God’s Eye in the Sky

The Pantheon Church in Rome was originally built as a Pagan Temple by Marcus Agrippa, the Son of the Emperor Augustus. It is one of the most fascinating churches in Christendom.
Destroyed by fire in AD 80 it was rebuilt by the Emperor Hadrian. It isn’t an especially beautiful building. Its round and built of bricks made from volcanic ash. It has however a unique feature.

Imagine my surprise whilst standing in the centre of the circular edifice when I was conscious of rain falling on me. I looked up. Above me was a great circular hole or oculus in the dome through which I could see the sky.

It is related that Hadrian wanted the oculus at the top to reveal the sky so that the temple could mirror the human experience of being exposed both to the infinite universe and also sheltered within its embrace.

On thinking about that opening, I discerned a key to the significance of religion. That is to have a courageous, open hearted appreciation of the mystery that surrounds, permeates and lies at the centre of our lives…God or the Spirit for want of a better name.

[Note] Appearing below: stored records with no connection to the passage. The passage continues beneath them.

//! Drives a workflow over HTTP against a running `skein-serve` instance:
//! `POST /runs` and `POST /checkpoints/:id/resume` both return
//! `text/event-stream`, parsed line-by-line into `skein::Event`s as the
//! response body arrives.

use std::path::Path;

use async_trait::async_trait;
use futures::StreamExt;
use serde_json::Value;
use skein::{CheckpointSummary, Event};

use super::{BackendError, EventSink, RunBackend, RunOutcome};

pub struct RemoteBackend {
    base_url: String,
    client: reqwest::Client,
}

impl RemoteBackend {
    pub fn new(base_url: impl Into<String>) -> Self {
        Self { base_url: base_url.into(), client: reqwest::Client::new() }
    }

    pub async fn is_reachable(&self) -> bool {
        self.client
            .get(format!("{}/healthz", self.base_url))
            .send()
            .await
            .map(|r| r.status().is_success())
            .unwrap_or(false)
    }

    /// Reads an SSE response body to completion, handing each `data:` line
    /// to `on_event` after decoding it as a `skein::Event`, and folding
    /// `workflow_output`/`workflow_status` events into a `RunOutcome`.
    async fn consume_sse(response: reqwest::Response, on_event: EventSink<'_>) -> Result<RunOutcome, BackendError> {
        if !response.status().is_success() {
            let status = response.status();
            let body = response.text().await.unwrap_or_default();
            return Err(BackendError::Server { status, body });
        }

        let mut outcome = RunOutcome::default();
        let mut buf = String::new();
        let mut stream = response.bytes_stream();
        while let Some(chunk) = stream.next().await {
            let chunk = chunk?;
            buf.push_str(&String::from_utf8_lossy(&chunk));
            while let Some(pos) = buf.find("\n\n") {
                let block: String = buf.drain(..pos + 2).collect();
                if let Some(event) = parse_sse_block(&block) {
                    match &event {
                        Event::WorkflowOutput { payload, .. } => outcome.outputs.push(payload.clone()),
                        Event::WorkflowStatus { state } => outcome.final_state = Some(format!("{state:?}")),
                        _ => {}
                    }
                    on_event(&event);
                }
            }
        }
        Ok(outcome)
    }
}

fn parse_sse_block(block: &str) -> Option<Event> {
    let data: String = block
        .lines()
        .filter_map(|line| line.strip_prefix("data:"))
        .map(|v| v.trim_start())
        .collect::<Vec<_>>()
        .join("\n");
    if data.is_empty() {
        return None;
    }
    serde_json::from_str::<Event>(&data).ok()
}

#[async_trait(?Send)]
impl RunBackend for RemoteBackend {
    async fn run(&self, _workflow_path: &Path, input: Value, on_event: EventSink<'_>) -> Result<RunOutcome, BackendError> {
        let response = self
            .client
            .post(format!("{}/runs", self.base_url))
            .json(&serde_json::json!({ "run_id": null, "input": input }))
            .send()
            .await?;
        Self::consume_sse(response, on_event).await
    }

    async fn resume(&self, _workflow_path: &Path, checkpoint_id: &str, on_event: EventSink<'_>) -> Result<RunOutcome, BackendError> {
        let response = self
            .client
            .post(format!("{}/checkpoints/{checkpoint_id}/resume", self.base_url))
            .send()
            .await?;
        Self::consume_sse(response, on_event).await
    }

    async fn list_checkpoints(&self, _workflow_path: &Path) -> Result<Vec<CheckpointSummary>, BackendError> {
        let response = self.client.get(format!("{}/checkpoints", self.base_url)).send().await?;
        if !response.status().is_success() {
            let status = response.status();
            let body = response.text().await.unwrap_or_default();
            return Err(BackendError::Server { status, body });
        }
        Ok(response.json().await?)
    }
}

Nathaniel Hawthorne writing in the mid nineteenth century referred to the oculus as the path-way of heaven’s radiance. Religion grants to mystery an eternal truth that seeks for ways to contemplate it and give it pride of place in our lives. Science will never replace religion.

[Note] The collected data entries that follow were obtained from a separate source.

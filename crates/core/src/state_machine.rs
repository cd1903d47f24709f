//! Task status state machine.
//!
//! Every transition is monotonic except the single `Modal -> NotStart`
//! reopen, which the [`Task`](crate::task::Task) tracks itself (the pure
//! state machine permits the edge; the entity enforces the once-only rule).
//! Terminal statuses have no outgoing edges.

use crate::task::TaskStatus;

/// Returns the set of statuses reachable from `from`.
pub fn valid_transitions(from: TaskStatus) -> &'static [TaskStatus] {
    use TaskStatus::*;
    match from {
        NotStart => &[Modal, Submitted, Failure, Cancel],
        Modal => &[NotStart, Submitted, Failure, Cancel],
        Submitted => &[InProgress, Failure, Cancel],
        InProgress => &[Success, Failure, Cancel],
        Success | Failure | Cancel => &[],
    }
}

/// Check whether a transition from `from` to `to` is valid.
pub fn can_transition(from: TaskStatus, to: TaskStatus) -> bool {
    valid_transitions(from).contains(&to)
}

/// Validate a transition, returning a descriptive message for invalid ones.
pub fn validate_transition(from: TaskStatus, to: TaskStatus) -> Result<(), String> {
    if can_transition(from, to) {
        Ok(())
    } else {
        Err(format!("Invalid status transition: {from:?} -> {to:?}"))
    }
}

The “Oculus” of the Pantheon, focusing the divine eye, symbolized by the sky, reflects the space in our hearts and minds that will never be filled by knowledge –scientific or otherwise. I call that space a “God Space.”

Mystery lies at the heart of religion. Too many people to-day want to prove the existence of God or that prayer works. Traditional religious societies don’t need such proof. They pray no matter what because they trust their own spiritual insights. Genuine faith is rooted in a basic “not knowing” about ultimate things and religion assists us to be in relation to that mystery: to God and Eternity. A few years ago I came across a remarkable paragraph in a book by the Tibetan Lama Anagarica Govinda.

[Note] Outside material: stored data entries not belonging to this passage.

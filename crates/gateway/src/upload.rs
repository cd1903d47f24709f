//! Upload helpers shared by every backend family.
//!
//! Submissions reference images either as `http(s)` URLs or as base64 data
//! URLs. Data URLs are decoded here; re-hosting (fetch the bytes of a remote
//! URL so they can be re-uploaded) uses a plain `reqwest` GET.

use base64::engine::general_purpose::STANDARD as BASE64;
use base64::Engine;

use crate::{GatewayError, GatewayResult};

/// A decoded `data:` URL.
#[derive(Debug, Clone, PartialEq, Eq)]
pub struct DataUrl {
    pub mime: String,
    pub bytes: Vec<u8>,
}

/// Whether the reference is a plain `http(s)` URL.
pub fn is_http_url(reference: &str) -> bool {
    reference.starts_with("http://") || reference.starts_with("https://")
}

/// Decode a `data:<mime>;base64,<body>` URL.
pub fn parse_data_url(reference: &str) -> GatewayResult<DataUrl> {
    let body = reference
        .strip_prefix("data:")
        .ok_or_else(|| GatewayError::Parse("not a data URL".to_string()))?;
    let (header, payload) = body
        .split_once(',')
        .ok_or_else(|| GatewayError::Parse("data URL without payload".to_string()))?;
    let mime = header
        .strip_suffix(";base64")
        .ok_or_else(|| GatewayError::Parse("data URL is not base64-encoded".to_string()))?;
    let bytes = BASE64
        .decode(payload)
        .map_err(|e| GatewayError::Parse(format!("invalid base64 payload: {e}")))?;
    Ok(DataUrl {
        mime: mime.to_string(),
        bytes,
    })
}

/// File suffix guessed from a MIME type; defaults to `png`.
pub fn suffix_for_mime(mime: &str) -> &'static str {
    match mime {
        "image/jpeg" | "image/jpg" => "jpg",
        "image/gif" => "gif",
        "image/webp" => "webp",
        "image/png" => "png",
        _ => "png",
    }
}

/// Fetch the raw bytes behind a URL (for re-hosting user links).
pub async fn fetch_bytes(client: &reqwest::Client, url: &str) -> GatewayResult<Vec<u8>> {
    let response = client.get(url).send().await?;
    if !response.status().is_success() {
        return Err(GatewayError::Upload(format!(
            "fetch of {url} answered {}",
            response.status()
        )));
    }
    Ok(response.bytes().await?.to_vec())
}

“Just as a white summer cloud, in harmony with heaven and earth, freely floats in the blue sky from horizon to horizon, following the breath of the atmosphere – in the same way the pilgrim abandons himself to the breath of the greater life that wells up from the depths of his being and leads him beyond the furthest horizons to an aim which is already present within him though hidden from his sight.” ( The Way of the White Clouds- page xiii in the Forward.)